A Chapter 13 bankruptcy can be a helpful strategy for someone to get their debt situation under control, manage payments, and begin the path to a solid financial foundation. However, not everyone can qualify for the Chapter 13 process. The requirements can be tough to understand if you aren’t familiar with them. There are some basics that you can assess yourself initially, but as you get deeper into the process, you'll want someone who knows their way through the process to help you along. You'll need to be aware of some of the requirements you need to meet to file for Chapter 13 before and throughout the process.

Chapter 13 Is Designed for Individuals

Chapter 13 bankruptcy is a process designed for individuals. It is not a plan meant to help businesses restore their financial situation. Therefore, anyone seeking a Chapter 13 bankruptcy must be filing as an individual. Married couples, though, may file jointly. The one case in which business debts may be involved with Chapter 13 is the case of a sole proprietor. In this circumstance, the personally guaranteed business debts of the proprietor may also be included in the repayment plan.

How do you qualify for Chapter 13 in Texas?

Have Enough Income to Make Monthly Payments

Since Chapter 13 bankruptcy is a repayment plan, you are going to need to prove you have enough income to cover your necessities, such as food, shelter, and healthcare, while having enough remaining to cover the debt repayments on the plan's schedule.
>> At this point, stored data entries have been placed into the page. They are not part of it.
#![forbid(unsafe_code)]

//! Time-budgeted notification pacing for batched list mutations.
//!
//! A batched mutation changes the sequence synchronously and then walks its
//! listener invocations through a [`Pacer`]. Before every invocation the
//! pacer checks the [`Cx`]; once the time spent since the last yield exceeds
//! the budget it awaits [`Scheduler::yield_frame`] first. Time comes from the
//! `Cx` clock, so a lab clock makes pacing deterministic.
//!
//! The one-batch-at-a-time rule is enforced by [`BatchLock`], which releases
//! on every exit path, including a dropped future.

use std::cell::Cell;
use std::time::Duration;

use thiserror::Error;
use tinyrx_core::cx::{Cx, CxError, Stopwatch};

use crate::scheduler::Scheduler;

/// Default time a batch may spend notifying before it yields.
pub const DEFAULT_BATCH_BUDGET: Duration = Duration::from_millis(64);

/// Why a batched mutation did not run to completion.
#[derive(Debug, Clone, Copy, PartialEq, Eq, Error)]
pub enum BatchError {
    /// Another batched mutation is in flight. Nothing was changed.
    #[error("another batched mutation is in flight")]
    Locked,

    /// The collection was disposed. Nothing was changed.
    #[error("collection is disposed")]
    Disposed,

    /// Cancelled or out of time. The sequence mutation (if any) stands and
    /// `notified` listener invocations already happened.
    #[error("batch interrupted after {notified} notifications: {reason}")]
    Interrupted { reason: CxError, notified: usize },
}

impl BatchError {
    /// The context error, for [`Interrupted`](Self::Interrupted).
    #[must_use]
    pub fn reason(&self) -> Option<CxError> {
        match self {
            Self::Interrupted { reason, .. } => Some(*reason),
            Self::Locked | Self::Disposed => None,
        }
    }
}

/// Outcome of a completed batched mutation.
#[derive(Debug, Clone, Copy, Default, PartialEq, Eq)]
pub struct BatchStats {
    /// Elements added or removed.
    pub affected: usize,
    /// Listener invocations performed.
    pub notified: usize,
    /// Times the batch yielded to the scheduler.
    pub yields: usize,
}

// ---------------------------------------------------------------------------
// BatchLock
// ---------------------------------------------------------------------------

/// RAII holder of a collection's batch flag.
pub(crate) struct BatchLock<'a> {
    flag: &'a Cell<bool>,
}

impl<'a> BatchLock<'a> {
    /// Take the flag, or `None` if it is already held.
    pub(crate) fn acquire(flag: &'a Cell<bool>) -> Option<Self> {
        if flag.replace(true) {
            None
        } else {
            Some(Self { flag })
        }
    }
}

impl Drop for BatchLock<'_> {
    fn drop(&mut self) {
        self.flag.set(false);
    }
}

// ---------------------------------------------------------------------------
// Pacer
// ---------------------------------------------------------------------------

/// Paces listener invocations against a time budget.
pub(crate) struct Pacer<'a> {
    cx: &'a Cx,
    scheduler: &'a dyn Scheduler,
    budget: Duration,
    watch: Stopwatch,
    stats: BatchStats,
}

impl<'a> Pacer<'a> {
    pub(crate) fn new(cx: &'a Cx, scheduler: &'a dyn Scheduler, budget: Duration) -> Self {
        Self {
            cx,
            scheduler,
            budget,
            watch: cx.stopwatch(),
            stats: BatchStats::default(),
        }
    }

    /// Call before each invocation. Yields if the budget is spent, then
    /// checks the context.
    pub(crate) async fn checkpoint(&mut self) -> Result<(), BatchError> {
        if self.stats.notified > 0 && self.watch.exceeded(self.budget) {
            tracing::trace!(
                notified = self.stats.notified,
                elapsed_us = self.watch.elapsed().as_micros() as u64,
                "batch budget spent, yielding"
            );
            self.scheduler
                .yield_frame(self.cx)
                .await
                .map_err(|reason| self.interrupted(reason))?;
            self.stats.yields += 1;
            self.watch.restart();
        }
        self.cx.check().map_err(|reason| self.interrupted(reason))
    }

    /// Count one invocation.
    pub(crate) fn record(&mut self) {
        self.stats.notified += 1;
    }

    pub(crate) fn finish(mut self, affected: usize) -> BatchStats {
        self.stats.affected = affected;
        self.stats
    }

    fn interrupted(&self, reason: CxError) -> BatchError {
        BatchError::Interrupted {
            reason,
            notified: self.stats.notified,
        }
    }
}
Fortunately, you may use income from a variety of sources, including any type of work, whether employment, self-employment, or otherwise. You may also use payments from several programs like pension, Social Security, worker's compensation, etc. To get an understanding of what income sources apply to your individual circumstance, it's a good idea to work with someone experienced in managing Chapter 13 bankruptcies.

Have a Debt Profile Within the Accepted Limitations

For Chapter 13 bankruptcy, you need to have debts below certain thresholds. In any case filed between April 1, 2022, and March 31, 2025, unsecured debts need to be below $465,275, and the secured debts must not be more than $1,395,875. Getting a full picture of where your debts currently stand can be challenging, but a professional can help you sort through your records and help you get an idea of where you stand.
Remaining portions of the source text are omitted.